The answer must be every line from the entries below that includes "collections".
==== AVAILABLE RECORDS
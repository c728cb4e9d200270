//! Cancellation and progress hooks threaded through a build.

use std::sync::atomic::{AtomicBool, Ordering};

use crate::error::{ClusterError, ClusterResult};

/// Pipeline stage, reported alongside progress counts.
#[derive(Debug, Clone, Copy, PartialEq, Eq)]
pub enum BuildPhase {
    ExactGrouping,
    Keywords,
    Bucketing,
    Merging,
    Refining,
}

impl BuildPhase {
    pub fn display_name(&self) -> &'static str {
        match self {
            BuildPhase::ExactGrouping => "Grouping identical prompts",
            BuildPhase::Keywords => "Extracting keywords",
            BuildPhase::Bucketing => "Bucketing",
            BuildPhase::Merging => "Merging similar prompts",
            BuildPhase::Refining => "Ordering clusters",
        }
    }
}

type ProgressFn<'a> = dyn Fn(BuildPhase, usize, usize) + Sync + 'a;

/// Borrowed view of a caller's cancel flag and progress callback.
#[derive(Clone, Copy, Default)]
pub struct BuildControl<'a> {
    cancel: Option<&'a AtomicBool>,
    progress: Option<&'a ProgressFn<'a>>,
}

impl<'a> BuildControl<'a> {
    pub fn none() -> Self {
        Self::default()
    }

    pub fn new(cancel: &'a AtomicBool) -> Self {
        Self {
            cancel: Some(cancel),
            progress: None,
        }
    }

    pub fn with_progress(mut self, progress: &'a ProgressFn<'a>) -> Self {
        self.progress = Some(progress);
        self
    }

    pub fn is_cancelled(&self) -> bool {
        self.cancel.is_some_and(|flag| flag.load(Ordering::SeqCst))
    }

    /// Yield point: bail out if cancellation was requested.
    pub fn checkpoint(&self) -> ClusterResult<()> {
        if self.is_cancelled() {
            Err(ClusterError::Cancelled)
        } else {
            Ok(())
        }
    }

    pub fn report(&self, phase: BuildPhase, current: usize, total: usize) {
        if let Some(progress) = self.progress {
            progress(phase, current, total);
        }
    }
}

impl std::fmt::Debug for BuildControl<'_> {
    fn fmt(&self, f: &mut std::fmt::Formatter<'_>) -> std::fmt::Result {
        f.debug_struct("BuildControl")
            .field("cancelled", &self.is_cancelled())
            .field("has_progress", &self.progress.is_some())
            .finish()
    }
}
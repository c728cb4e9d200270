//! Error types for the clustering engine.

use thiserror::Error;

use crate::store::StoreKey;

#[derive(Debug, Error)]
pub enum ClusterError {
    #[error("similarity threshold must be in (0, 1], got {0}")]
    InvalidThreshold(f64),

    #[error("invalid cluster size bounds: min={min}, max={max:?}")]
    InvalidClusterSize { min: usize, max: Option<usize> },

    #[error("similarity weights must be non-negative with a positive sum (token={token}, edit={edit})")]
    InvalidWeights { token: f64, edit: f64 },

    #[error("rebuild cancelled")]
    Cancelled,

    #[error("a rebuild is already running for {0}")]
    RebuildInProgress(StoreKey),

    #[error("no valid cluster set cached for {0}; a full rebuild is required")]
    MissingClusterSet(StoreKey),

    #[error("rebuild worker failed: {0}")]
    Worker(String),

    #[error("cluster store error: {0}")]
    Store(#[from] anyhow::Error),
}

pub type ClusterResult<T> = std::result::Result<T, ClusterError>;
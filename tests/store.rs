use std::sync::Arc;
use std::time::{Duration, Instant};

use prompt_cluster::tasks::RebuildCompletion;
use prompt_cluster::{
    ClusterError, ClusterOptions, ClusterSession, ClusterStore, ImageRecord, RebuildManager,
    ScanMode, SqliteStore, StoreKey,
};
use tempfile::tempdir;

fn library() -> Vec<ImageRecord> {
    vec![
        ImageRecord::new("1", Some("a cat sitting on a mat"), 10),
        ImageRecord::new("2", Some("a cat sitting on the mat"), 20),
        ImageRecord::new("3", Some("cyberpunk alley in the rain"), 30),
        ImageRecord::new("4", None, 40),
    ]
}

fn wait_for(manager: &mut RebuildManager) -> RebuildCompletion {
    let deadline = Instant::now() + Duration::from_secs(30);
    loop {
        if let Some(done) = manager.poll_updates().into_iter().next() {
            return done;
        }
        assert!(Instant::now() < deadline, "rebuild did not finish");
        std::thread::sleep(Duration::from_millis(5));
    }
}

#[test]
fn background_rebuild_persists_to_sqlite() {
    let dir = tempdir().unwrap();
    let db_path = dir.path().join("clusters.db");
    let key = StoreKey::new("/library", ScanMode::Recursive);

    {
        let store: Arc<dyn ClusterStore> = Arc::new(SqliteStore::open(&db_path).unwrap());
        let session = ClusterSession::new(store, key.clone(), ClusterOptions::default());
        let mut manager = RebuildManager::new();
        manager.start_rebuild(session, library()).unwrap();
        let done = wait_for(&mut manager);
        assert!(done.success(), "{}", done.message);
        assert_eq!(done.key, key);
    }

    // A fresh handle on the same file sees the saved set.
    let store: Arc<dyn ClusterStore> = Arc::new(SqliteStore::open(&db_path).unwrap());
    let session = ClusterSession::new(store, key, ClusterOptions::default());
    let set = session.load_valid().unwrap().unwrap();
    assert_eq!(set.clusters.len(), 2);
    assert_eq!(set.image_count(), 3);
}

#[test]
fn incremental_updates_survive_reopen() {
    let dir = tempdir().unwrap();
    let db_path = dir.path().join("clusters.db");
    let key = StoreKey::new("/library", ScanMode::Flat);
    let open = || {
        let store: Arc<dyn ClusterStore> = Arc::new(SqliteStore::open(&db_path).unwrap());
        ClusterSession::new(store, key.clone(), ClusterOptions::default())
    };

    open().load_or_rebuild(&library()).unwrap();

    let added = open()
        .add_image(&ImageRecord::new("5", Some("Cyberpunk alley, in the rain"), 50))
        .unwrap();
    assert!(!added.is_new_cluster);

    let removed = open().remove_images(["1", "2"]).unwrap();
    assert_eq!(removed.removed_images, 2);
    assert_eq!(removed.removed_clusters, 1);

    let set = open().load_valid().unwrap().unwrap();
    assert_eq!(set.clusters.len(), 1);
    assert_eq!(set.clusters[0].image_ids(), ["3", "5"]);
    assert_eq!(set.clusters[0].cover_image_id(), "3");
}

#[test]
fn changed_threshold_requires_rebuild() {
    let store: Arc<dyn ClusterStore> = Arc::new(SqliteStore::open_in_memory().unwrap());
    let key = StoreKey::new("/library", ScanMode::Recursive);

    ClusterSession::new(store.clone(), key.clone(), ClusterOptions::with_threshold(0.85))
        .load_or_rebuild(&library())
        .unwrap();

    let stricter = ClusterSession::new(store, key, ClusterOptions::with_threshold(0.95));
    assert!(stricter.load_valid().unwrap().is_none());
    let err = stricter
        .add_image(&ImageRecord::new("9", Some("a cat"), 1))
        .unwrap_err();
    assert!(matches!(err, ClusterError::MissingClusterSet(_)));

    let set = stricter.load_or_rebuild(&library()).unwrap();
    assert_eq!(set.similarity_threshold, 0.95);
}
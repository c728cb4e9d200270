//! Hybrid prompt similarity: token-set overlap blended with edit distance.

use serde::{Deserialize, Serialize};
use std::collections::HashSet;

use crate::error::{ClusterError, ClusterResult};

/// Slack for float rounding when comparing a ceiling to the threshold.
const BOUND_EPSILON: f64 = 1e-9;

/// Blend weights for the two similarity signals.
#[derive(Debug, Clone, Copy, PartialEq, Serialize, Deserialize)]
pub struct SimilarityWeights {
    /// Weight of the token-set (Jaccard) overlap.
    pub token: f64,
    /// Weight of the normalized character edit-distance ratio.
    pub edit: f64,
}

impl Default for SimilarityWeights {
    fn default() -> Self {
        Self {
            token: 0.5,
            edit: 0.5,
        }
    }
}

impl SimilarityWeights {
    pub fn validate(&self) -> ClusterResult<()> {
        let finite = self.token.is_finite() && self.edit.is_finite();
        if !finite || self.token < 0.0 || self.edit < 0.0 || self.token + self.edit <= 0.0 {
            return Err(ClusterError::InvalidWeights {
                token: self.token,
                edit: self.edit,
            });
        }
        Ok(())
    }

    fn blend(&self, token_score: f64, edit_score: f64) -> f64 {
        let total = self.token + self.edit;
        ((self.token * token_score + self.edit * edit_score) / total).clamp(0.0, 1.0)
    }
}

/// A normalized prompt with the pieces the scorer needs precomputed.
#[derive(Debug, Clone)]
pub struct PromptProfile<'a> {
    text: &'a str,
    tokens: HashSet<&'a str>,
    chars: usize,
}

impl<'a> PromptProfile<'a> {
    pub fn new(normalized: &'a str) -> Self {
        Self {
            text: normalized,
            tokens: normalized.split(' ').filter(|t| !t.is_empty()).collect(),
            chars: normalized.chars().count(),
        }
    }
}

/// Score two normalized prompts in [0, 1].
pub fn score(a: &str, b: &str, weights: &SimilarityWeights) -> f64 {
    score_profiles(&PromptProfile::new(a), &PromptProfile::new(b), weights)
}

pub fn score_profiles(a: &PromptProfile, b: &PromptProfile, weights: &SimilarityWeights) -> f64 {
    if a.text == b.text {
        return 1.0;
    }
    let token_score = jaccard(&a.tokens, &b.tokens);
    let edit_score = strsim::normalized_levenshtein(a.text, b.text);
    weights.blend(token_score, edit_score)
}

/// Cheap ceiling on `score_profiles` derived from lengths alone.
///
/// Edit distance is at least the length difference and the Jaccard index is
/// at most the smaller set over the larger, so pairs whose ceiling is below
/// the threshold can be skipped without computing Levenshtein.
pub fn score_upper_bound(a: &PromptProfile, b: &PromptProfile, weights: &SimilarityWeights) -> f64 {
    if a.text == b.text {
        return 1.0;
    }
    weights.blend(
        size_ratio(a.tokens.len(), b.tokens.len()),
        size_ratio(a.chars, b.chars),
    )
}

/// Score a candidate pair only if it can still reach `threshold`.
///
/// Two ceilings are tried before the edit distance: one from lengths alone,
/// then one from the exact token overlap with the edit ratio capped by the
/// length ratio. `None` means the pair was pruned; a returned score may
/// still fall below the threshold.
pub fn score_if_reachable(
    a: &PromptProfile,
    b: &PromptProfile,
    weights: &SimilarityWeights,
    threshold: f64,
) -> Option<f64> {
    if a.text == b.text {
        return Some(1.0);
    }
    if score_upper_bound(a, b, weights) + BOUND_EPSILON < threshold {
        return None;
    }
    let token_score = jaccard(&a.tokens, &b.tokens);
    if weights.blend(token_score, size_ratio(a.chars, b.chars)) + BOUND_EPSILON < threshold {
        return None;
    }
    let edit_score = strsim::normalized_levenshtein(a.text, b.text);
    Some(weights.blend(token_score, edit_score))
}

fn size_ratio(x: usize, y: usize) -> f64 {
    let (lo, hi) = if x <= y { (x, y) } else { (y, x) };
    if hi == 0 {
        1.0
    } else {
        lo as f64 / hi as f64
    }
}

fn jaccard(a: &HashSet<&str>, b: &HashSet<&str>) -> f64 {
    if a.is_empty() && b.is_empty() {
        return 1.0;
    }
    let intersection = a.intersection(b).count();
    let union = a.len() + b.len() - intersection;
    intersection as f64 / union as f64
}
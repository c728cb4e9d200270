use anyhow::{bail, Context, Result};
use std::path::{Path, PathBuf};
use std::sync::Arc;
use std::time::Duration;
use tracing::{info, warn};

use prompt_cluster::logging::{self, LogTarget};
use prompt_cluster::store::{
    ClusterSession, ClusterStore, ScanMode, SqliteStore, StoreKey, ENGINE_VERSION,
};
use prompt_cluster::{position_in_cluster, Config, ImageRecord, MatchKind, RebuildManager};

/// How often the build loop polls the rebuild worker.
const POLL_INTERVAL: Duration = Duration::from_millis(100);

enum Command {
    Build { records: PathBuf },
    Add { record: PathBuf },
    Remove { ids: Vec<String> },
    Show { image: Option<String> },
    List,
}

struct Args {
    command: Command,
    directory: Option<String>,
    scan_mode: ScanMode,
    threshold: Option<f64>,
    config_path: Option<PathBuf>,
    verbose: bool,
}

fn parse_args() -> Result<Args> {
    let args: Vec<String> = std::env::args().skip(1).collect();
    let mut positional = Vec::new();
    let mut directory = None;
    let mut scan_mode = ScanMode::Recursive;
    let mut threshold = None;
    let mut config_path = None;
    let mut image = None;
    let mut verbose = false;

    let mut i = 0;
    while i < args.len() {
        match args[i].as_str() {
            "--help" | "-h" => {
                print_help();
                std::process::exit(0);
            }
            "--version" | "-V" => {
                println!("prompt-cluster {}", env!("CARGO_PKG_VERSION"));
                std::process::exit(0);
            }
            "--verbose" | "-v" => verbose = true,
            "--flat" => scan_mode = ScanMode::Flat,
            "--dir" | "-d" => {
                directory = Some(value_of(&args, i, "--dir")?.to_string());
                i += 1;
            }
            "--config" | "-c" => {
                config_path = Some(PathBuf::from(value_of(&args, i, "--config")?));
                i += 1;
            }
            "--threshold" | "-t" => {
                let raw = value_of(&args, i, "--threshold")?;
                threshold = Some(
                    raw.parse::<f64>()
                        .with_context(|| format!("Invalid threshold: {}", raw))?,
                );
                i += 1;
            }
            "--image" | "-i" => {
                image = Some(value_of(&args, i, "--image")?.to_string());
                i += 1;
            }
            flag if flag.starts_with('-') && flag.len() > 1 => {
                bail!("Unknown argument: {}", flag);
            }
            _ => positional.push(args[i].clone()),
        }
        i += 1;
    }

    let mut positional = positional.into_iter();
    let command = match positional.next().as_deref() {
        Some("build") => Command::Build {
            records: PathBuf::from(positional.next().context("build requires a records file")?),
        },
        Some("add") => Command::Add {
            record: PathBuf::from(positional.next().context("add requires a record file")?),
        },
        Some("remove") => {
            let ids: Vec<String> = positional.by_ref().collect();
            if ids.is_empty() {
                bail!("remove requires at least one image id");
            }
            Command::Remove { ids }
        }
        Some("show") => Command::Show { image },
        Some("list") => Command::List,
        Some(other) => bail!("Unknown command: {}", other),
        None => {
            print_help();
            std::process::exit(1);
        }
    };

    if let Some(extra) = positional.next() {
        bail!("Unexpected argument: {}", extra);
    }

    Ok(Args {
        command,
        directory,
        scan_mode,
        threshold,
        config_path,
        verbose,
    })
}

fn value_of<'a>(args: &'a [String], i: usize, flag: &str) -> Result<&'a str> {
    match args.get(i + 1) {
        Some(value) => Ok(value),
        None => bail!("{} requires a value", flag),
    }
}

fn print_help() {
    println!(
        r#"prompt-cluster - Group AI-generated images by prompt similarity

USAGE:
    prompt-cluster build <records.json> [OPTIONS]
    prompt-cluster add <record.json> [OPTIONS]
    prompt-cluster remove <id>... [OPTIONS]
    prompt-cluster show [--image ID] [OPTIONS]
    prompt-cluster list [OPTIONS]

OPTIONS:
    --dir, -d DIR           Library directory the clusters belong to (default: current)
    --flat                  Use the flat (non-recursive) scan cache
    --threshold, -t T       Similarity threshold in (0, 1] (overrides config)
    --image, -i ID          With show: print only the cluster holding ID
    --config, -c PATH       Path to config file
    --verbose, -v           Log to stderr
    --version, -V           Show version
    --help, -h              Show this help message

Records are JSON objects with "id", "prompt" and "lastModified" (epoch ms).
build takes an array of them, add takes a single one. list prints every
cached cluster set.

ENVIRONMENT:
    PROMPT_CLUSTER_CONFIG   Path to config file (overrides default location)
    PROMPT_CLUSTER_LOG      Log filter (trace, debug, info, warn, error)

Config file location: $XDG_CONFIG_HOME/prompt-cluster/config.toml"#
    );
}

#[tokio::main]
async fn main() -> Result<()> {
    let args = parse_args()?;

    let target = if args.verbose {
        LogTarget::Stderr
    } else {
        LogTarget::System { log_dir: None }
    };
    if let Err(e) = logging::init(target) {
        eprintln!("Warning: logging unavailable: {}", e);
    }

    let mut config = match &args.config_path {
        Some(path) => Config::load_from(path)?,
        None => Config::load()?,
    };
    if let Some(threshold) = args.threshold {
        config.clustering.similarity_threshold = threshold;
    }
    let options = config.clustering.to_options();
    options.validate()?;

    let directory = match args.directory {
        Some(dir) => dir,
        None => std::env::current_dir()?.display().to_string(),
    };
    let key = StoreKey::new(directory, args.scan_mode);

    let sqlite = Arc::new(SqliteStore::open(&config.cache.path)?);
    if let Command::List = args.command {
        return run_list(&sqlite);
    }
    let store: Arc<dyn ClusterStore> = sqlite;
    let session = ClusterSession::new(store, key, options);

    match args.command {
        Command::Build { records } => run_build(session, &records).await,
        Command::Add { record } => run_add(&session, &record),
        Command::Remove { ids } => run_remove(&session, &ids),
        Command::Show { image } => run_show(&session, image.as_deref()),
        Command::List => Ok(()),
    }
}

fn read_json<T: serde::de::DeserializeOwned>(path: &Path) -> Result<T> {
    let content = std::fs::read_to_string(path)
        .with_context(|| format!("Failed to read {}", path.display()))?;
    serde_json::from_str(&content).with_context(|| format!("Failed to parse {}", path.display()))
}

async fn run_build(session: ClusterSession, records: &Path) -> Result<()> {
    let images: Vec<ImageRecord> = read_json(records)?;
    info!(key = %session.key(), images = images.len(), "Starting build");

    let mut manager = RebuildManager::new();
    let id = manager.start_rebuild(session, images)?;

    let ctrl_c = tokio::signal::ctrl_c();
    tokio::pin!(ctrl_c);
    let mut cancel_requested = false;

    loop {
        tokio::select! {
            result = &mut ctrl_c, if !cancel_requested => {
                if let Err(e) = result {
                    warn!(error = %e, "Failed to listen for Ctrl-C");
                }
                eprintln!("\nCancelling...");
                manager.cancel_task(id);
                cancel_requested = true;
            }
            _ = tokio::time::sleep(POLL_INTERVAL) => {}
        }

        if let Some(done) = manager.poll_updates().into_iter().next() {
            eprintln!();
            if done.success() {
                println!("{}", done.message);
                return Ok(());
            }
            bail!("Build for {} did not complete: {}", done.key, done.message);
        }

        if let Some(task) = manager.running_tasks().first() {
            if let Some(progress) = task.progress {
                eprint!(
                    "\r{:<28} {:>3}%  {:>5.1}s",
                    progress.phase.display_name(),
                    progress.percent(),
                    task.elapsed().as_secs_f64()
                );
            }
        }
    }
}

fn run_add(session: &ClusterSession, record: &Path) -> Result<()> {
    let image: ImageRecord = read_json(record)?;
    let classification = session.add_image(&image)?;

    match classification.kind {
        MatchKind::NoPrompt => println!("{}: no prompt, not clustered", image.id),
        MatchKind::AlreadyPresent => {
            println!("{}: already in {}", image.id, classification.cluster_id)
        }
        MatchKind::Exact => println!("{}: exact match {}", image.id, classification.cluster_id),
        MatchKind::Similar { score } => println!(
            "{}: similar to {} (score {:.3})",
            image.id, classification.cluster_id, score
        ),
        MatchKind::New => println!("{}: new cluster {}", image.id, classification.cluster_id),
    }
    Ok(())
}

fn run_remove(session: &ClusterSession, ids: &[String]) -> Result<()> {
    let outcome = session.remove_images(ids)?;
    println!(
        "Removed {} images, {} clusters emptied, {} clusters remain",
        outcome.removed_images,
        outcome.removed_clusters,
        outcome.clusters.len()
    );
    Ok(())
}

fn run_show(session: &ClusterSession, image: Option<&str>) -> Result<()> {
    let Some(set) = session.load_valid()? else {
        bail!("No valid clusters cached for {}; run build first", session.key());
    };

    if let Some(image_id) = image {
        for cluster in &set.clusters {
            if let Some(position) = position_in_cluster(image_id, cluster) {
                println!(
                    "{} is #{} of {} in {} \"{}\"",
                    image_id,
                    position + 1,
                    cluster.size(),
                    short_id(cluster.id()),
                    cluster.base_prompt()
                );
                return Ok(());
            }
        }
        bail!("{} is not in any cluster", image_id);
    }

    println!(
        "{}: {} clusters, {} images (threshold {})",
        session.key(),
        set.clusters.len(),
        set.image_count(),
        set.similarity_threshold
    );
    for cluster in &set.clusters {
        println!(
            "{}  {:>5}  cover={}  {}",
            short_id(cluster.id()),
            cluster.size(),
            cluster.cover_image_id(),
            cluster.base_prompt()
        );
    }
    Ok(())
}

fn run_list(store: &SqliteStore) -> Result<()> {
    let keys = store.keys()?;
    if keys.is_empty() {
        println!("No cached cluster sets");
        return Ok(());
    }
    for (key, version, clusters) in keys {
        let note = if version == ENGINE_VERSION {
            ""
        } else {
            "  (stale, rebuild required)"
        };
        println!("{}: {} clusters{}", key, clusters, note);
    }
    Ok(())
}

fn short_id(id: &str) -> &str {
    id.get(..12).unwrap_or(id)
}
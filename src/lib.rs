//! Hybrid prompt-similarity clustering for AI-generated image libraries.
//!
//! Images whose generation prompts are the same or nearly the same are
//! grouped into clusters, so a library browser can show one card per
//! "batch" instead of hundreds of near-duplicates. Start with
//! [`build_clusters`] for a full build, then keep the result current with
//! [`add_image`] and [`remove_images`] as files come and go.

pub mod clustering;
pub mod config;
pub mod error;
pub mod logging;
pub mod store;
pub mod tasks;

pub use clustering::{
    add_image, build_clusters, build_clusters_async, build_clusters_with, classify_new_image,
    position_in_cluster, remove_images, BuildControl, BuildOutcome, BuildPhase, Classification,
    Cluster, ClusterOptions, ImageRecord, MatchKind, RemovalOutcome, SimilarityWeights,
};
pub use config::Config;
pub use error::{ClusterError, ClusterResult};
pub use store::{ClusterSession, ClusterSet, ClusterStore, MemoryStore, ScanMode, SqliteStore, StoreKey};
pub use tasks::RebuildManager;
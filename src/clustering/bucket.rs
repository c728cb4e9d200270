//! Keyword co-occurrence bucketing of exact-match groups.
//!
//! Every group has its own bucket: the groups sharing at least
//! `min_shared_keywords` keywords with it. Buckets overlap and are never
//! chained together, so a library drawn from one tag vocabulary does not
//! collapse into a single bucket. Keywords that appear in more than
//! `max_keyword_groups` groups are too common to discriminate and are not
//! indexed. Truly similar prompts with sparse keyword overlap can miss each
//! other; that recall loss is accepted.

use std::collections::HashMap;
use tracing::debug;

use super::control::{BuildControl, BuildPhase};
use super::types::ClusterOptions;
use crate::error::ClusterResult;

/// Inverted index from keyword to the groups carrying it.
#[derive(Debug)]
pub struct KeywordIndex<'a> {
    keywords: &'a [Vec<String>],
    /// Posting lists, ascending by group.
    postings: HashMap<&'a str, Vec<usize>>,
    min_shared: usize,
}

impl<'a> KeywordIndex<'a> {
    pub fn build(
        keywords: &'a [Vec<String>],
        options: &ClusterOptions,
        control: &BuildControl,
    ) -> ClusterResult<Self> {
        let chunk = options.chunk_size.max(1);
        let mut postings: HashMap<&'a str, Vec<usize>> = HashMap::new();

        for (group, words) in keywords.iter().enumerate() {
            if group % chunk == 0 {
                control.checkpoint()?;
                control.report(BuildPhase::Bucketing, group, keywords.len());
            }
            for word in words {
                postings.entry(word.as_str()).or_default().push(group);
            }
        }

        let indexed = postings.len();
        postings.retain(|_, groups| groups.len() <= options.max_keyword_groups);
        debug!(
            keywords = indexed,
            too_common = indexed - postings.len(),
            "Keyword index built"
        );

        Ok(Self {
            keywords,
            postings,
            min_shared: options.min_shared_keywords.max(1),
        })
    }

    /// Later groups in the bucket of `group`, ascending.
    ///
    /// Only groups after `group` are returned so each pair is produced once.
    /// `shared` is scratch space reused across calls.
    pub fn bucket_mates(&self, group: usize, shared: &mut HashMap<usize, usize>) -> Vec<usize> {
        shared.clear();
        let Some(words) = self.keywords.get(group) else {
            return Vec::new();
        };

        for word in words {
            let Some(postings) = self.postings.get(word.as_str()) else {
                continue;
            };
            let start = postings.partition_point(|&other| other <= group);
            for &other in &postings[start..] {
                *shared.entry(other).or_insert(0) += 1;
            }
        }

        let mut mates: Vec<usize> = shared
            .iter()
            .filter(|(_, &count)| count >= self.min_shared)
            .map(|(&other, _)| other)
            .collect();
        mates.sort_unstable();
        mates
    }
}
========
SOLUTION FOR THIS TASK:
use std::collections::HashSet;
use std::collections::HashMap;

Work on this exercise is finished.